== Segment start ==

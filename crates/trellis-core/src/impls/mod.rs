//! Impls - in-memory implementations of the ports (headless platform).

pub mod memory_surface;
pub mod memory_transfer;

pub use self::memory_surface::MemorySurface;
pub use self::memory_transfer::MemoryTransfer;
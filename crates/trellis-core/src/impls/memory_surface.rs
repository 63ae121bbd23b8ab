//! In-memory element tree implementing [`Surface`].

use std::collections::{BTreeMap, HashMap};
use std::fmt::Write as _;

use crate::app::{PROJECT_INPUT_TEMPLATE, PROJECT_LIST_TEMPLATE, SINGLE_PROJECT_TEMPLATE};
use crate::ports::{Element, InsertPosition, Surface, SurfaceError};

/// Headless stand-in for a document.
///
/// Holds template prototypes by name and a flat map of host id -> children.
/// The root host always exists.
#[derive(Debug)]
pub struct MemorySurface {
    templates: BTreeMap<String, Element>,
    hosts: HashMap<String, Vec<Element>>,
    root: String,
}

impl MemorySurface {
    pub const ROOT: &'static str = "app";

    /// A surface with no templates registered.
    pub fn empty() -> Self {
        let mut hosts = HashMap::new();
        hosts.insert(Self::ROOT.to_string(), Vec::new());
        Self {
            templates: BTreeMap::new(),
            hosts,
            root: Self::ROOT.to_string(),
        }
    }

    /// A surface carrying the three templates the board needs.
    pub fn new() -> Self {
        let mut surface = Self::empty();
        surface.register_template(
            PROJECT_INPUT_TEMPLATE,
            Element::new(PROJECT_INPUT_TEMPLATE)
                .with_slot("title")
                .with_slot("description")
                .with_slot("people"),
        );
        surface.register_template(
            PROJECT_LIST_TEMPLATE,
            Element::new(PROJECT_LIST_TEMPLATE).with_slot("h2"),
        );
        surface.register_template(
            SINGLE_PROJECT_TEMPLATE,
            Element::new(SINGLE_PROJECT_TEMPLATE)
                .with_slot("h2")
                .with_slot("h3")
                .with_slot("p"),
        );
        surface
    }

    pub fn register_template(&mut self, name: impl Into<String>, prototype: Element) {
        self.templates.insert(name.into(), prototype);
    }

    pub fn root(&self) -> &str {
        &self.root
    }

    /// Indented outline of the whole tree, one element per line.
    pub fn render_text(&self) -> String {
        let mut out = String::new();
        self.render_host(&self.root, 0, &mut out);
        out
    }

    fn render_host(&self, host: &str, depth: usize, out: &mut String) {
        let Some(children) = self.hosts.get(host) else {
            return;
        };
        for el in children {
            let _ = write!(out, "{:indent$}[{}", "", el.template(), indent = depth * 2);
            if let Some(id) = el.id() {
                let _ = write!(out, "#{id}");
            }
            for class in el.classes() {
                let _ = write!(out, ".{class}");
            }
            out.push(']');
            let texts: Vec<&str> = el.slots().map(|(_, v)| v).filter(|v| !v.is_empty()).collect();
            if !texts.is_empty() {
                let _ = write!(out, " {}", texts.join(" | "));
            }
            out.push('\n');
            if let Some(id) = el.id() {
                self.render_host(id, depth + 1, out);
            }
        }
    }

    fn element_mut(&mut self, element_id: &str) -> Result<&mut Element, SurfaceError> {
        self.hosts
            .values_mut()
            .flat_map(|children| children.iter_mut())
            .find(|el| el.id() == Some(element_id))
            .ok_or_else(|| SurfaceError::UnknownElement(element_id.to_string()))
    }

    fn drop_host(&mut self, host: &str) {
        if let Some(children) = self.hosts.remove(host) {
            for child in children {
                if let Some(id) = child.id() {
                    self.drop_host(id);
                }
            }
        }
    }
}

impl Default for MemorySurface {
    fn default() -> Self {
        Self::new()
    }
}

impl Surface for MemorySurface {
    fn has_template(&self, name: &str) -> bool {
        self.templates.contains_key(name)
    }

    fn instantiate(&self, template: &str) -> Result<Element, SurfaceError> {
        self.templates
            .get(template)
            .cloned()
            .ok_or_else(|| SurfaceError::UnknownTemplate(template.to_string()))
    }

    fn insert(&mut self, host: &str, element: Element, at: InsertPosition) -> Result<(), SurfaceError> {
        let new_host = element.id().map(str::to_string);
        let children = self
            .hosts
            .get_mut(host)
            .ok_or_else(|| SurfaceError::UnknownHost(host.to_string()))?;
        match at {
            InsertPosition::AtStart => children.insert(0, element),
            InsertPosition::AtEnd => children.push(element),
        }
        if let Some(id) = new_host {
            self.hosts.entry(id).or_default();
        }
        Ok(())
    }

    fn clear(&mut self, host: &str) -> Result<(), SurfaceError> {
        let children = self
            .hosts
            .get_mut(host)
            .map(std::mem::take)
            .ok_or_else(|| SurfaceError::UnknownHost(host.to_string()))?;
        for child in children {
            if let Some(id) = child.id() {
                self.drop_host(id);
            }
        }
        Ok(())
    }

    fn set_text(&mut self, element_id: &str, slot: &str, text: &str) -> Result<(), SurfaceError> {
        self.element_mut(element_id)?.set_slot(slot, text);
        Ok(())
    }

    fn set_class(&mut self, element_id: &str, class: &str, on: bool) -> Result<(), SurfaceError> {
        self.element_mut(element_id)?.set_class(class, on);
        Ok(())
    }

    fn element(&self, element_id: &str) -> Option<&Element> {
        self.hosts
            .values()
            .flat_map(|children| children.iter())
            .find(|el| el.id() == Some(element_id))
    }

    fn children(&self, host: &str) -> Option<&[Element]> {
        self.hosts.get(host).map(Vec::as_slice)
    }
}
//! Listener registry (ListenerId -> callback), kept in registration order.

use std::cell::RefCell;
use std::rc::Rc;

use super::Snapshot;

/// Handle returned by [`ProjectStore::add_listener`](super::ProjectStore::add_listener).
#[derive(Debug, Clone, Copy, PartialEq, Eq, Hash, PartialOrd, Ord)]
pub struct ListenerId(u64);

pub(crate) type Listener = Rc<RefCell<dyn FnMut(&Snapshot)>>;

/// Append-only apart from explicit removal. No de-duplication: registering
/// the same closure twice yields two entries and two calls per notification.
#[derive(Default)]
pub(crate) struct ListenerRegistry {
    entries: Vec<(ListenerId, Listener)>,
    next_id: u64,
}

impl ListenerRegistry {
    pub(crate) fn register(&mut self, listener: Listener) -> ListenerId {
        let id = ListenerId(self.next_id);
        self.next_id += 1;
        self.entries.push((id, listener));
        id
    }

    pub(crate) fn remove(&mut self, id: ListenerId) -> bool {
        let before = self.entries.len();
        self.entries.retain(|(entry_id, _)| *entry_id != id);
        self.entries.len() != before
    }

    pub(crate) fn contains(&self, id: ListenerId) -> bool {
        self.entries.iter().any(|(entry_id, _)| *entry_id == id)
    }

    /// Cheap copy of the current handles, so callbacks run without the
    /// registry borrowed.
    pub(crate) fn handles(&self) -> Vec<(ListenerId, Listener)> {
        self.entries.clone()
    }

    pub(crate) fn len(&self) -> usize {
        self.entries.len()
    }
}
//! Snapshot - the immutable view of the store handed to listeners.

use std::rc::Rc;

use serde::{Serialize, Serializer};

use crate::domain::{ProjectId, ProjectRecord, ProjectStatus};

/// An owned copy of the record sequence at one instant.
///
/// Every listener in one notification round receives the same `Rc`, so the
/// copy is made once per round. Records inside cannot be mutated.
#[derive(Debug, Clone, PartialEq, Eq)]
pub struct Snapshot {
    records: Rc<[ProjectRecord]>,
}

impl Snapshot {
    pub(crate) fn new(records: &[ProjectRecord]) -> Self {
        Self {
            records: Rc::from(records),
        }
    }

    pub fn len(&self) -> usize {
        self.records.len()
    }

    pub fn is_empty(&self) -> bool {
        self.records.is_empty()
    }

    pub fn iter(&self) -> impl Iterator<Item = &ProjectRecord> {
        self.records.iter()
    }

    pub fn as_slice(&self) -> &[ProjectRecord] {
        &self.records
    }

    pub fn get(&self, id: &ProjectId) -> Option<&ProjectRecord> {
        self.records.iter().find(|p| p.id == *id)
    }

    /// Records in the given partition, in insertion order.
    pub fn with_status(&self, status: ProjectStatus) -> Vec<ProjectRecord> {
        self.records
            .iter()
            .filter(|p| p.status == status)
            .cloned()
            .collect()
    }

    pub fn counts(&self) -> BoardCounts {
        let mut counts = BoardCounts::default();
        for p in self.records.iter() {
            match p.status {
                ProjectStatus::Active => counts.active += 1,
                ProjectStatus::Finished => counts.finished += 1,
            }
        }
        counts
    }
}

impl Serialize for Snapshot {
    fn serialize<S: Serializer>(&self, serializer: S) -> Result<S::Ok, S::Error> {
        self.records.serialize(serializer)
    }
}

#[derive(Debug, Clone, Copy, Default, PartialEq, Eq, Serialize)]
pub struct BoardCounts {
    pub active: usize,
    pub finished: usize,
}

== Segment end ==

#### Problem description:
Return every line of the preceding records in which the word "BTreeMap" appears.

#### Answer for this exercise:
use std::collections::{BTreeMap, HashMap};
    templates: BTreeMap<String, Element>,
            templates: BTreeMap::new(),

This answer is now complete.